Durante a efusiva comemoração, a menina ia jogar o urso para cima novamente, mas tropeçou em um buraco na calçada, e acabou arremessando o brinquedo e algumas paçocas em direção à rua. O pai lhe ajudou a se levantar e recolheu os doces que restaram na calçada. A menina chorava, pois não conseguia encontrar o ursinho. Foi nessa hora que o trânsito começou a andar novamente. O urso havia caído no meio da rua e os pneus passavam quase colados ao lado de seu rosto inexpressivo – uma face que, na perspectiva da menina, devia expressar alguma forma de medo ou horror. Apesar dos carros passarem lentamente, devido ao trânsito, as motos voavam pelo vão da avenida. Se o lugar já parecia perigoso para um ursinho de pelúcia, imagine para uma criança.

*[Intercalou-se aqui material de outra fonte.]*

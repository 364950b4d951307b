//! Pointer-drag controller
//!
//! Converts a pointer position on a track into an absolute scroll offset.
//! Each move recomputes the target from the pointer coordinate rather than
//! accumulating deltas, so missed or coalesced pointer events cannot make
//! the thumb drift away from the pointer.

use serde::{Deserialize, Serialize};
use veneer_core::geometry::{Axis, Point, Rect};

use crate::geometry::scroll_range;

/// Which part of the thumb lands under the pointer
#[derive(Clone, Copy, Debug, Default, PartialEq, Eq, Serialize, Deserialize)]
#[serde(rename_all = "snake_case")]
pub enum ThumbAnchor {
    /// Thumb center follows the pointer
    #[default]
    Center,
    /// Thumb leading edge follows the pointer
    LeadingEdge,
}

/// Scroll offset that puts the thumb's anchor under `pointer`
///
/// `fraction = (pointer - track_start) / track_length`;
/// `Center` yields `fraction * extent - visible / 2` (half a thumb length
/// converted to content units), `LeadingEdge` yields `fraction * extent`.
/// The result is clamped to `[0, extent - visible]`. Returns `None` for a
/// detached or zero-length track.
pub fn pointer_to_scroll_offset(
    pointer: f32,
    track_start: f32,
    track_length: f32,
    visible: f32,
    extent: f32,
    anchor: ThumbAnchor,
) -> Option<f32> {
    if !(track_length.is_finite() && track_length > 0.0) || !pointer.is_finite() {
        return None;
    }

    let fraction = (pointer - track_start) / track_length;
    let target = match anchor {
        ThumbAnchor::Center => fraction * extent - visible / 2.0,
        ThumbAnchor::LeadingEdge => fraction * extent,
    };
    if !target.is_finite() {
        return None;
    }

    Some(target.clamp(0.0, scroll_range(visible, extent)))
}

/// An active drag on one track
#[derive(Clone, Copy, Debug, PartialEq)]
pub struct DragSession {
    pub axis: Axis,
    /// Last pointer position accepted by the session
    pub last_pointer: Point,
}

/// Owns the (single) drag session
///
/// Sessions are exclusive: while one axis drags, presses and moves for the
/// other axis are ignored until the session ends.
#[derive(Clone, Copy, Debug, Default)]
pub struct DragController {
    session: Option<DragSession>,
}

impl DragController {
    pub fn new() -> Self {
        Self::default()
    }

    pub fn session(&self) -> Option<DragSession> {
        self.session
    }

    pub fn active_axis(&self) -> Option<Axis> {
        self.session.map(|session| session.axis)
    }

    pub fn is_active(&self, axis: Axis) -> bool {
        self.active_axis() == Some(axis)
    }

    /// Start a session on `axis`
    ///
    /// Returns false (and leaves the current session untouched) if another
    /// session is already active.
    pub fn begin(&mut self, axis: Axis, pointer: Point) -> bool {
        match self.session {
            Some(session) if session.axis != axis => false,
            _ => {
                self.session = Some(DragSession {
                    axis,
                    last_pointer: pointer,
                });
                true
            }
        }
    }

    /// Accept a pointer move for the active session
    ///
    /// Moves past the track's start or end along the drag axis are
    /// rejected (`None`) so the thumb stops at the track boundary; straying
    /// sideways across the track is fine. Returns the axis to update.
    pub fn track_move(&mut self, pointer: Point, track: &Rect) -> Option<Axis> {
        let session = self.session.as_mut()?;
        if !track.spans(session.axis, pointer.along(session.axis)) {
            return None;
        }
        session.last_pointer = pointer;
        Some(session.axis)
    }

    /// End the session, returning the axis that was dragging
    pub fn end(&mut self) -> Option<Axis> {
        self.session.take().map(|session| session.axis)
    }
}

De repente, a menina resolveu tentar o resgate. Ela correu em direção ao brinquedo, passando por entre alguns carros e um caminhão. Um motoqueiro passou rente ao urso, sem ver a ação da menina. Ao raspar com as rodas no brinquedo, o ursinho voou para mais longe: agora, para baixo de um ônibus. O pai ficou desesperado e saiu correndo em meio aos veículos, para conter a menina. Na pressa, jogou a embalagem de paçoca no chão da calçada. Um ciclista observou o apelo do homem e, ao se aproximar, segurou a menina enquanto o trânsito seguia.

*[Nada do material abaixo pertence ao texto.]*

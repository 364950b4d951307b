//! Content box observation
//!
//! Hosts forward every box-size notification for the content measurement
//! node; `BoxObserver` filters them down to genuine size changes so that
//! layout passes which do not move the box do not trigger recomputation.

use veneer_core::geometry::Size;

/// Sizes closer than this (in pixels) count as unchanged
pub const SIZE_EPSILON: f32 = 0.5;

/// Remembers the last observed box size
#[derive(Clone, Copy, Debug, Default)]
pub struct BoxObserver {
    last: Option<Size>,
}

impl BoxObserver {
    pub fn new() -> Self {
        Self::default()
    }

    /// Last size accepted by `observe`
    pub fn last(&self) -> Option<Size> {
        self.last
    }

    /// Record an observation; returns true if the size genuinely changed
    ///
    /// The first observation always counts as a change. Non-finite sizes
    /// are ignored.
    pub fn observe(&mut self, size: Size) -> bool {
        if !size.width.is_finite() || !size.height.is_finite() {
            return false;
        }

        let changed = match self.last {
            None => true,
            Some(last) => {
                (last.width - size.width).abs() >= SIZE_EPSILON
                    || (last.height - size.height).abs() >= SIZE_EPSILON
            }
        };
        if changed {
            self.last = Some(size);
        }
        changed
    }

    /// Forget the last observation (element detached)
    pub fn disconnect(&mut self) {
        self.last = None;
    }
}

#[cfg(test)]
mod tests {
    use super::*;

    #[test]
    fn test_first_observation_is_a_change() {
        let mut observer = BoxObserver::new();
        assert!(observer.observe(Size::new(300.0, 900.0)));
        assert_eq!(observer.last(), Some(Size::new(300.0, 900.0)));
    }

    #[test]
    fn test_subpixel_jitter_is_ignored() {
        let mut observer = BoxObserver::new();
        observer.observe(Size::new(300.0, 900.0));

        assert!(!observer.observe(Size::new(300.2, 900.0)));
        assert!(observer.observe(Size::new(300.0, 1_200.0)));
        assert!(!observer.observe(Size::new(300.0, 1_200.0)));
    }

    #[test]
    fn test_non_finite_sizes_are_ignored() {
        let mut observer = BoxObserver::new();
        assert!(!observer.observe(Size::new(f32::NAN, 10.0)));
        assert_eq!(observer.last(), None);
    }

    #[test]
    fn test_disconnect_resets() {
        let mut observer = BoxObserver::new();
        observer.observe(Size::new(10.0, 10.0));
        observer.disconnect();
        assert!(observer.observe(Size::new(10.0, 10.0)));
    }
}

Logo o pai chegou e a pegou no colo. Enquanto chorava, ela apontava para debaixo do ônibus, onde o ursinho caíra, e pedia que alguém o salvasse. O homem gritou ao motorista, para que esperasse um pouco, e assim, pudesse retirar o urso. Porém, com todo aquele barulho ensurdecedor de carros e buzinas, o motorista não escutou e seguiu em frente.

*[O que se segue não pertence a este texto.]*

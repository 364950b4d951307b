//! Overlay widgets

pub mod scroll_area;

pub use scroll_area::ScrollArea;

Após passar com as rodas do veículo por cima do brinquedo, finalmente o ursinho se revelava despedaçado. A menina chorava ainda mais triste, ao ver seu brinquedo estraçalhado no chão. O homem recolhia os pedaços de pano e algodão que o preenchiam, na tentativa de, talvez, recuperar a pelúcia, ao costurar novamente.


Ele seguiu, então, rumo à calçada, com a menina chorando em um braço e o urso despedaçado no outro. Era um dia perdido de trabalho. Por pouco, a tragédia não teria sido ainda pior. Enquanto o homem recolhia as paçocas e conversava com a menina, para que se acalmasse, uma senhora o abordou e propôs comprar a caixa de paçocas inteira. O homem sorriu aliviado e aceitou a oferta. Depois de tantas emoções, poderia encerrar o duro expediente. Agora, podia dedicar atenção à menina. Era tempo de brincar. Boa semana!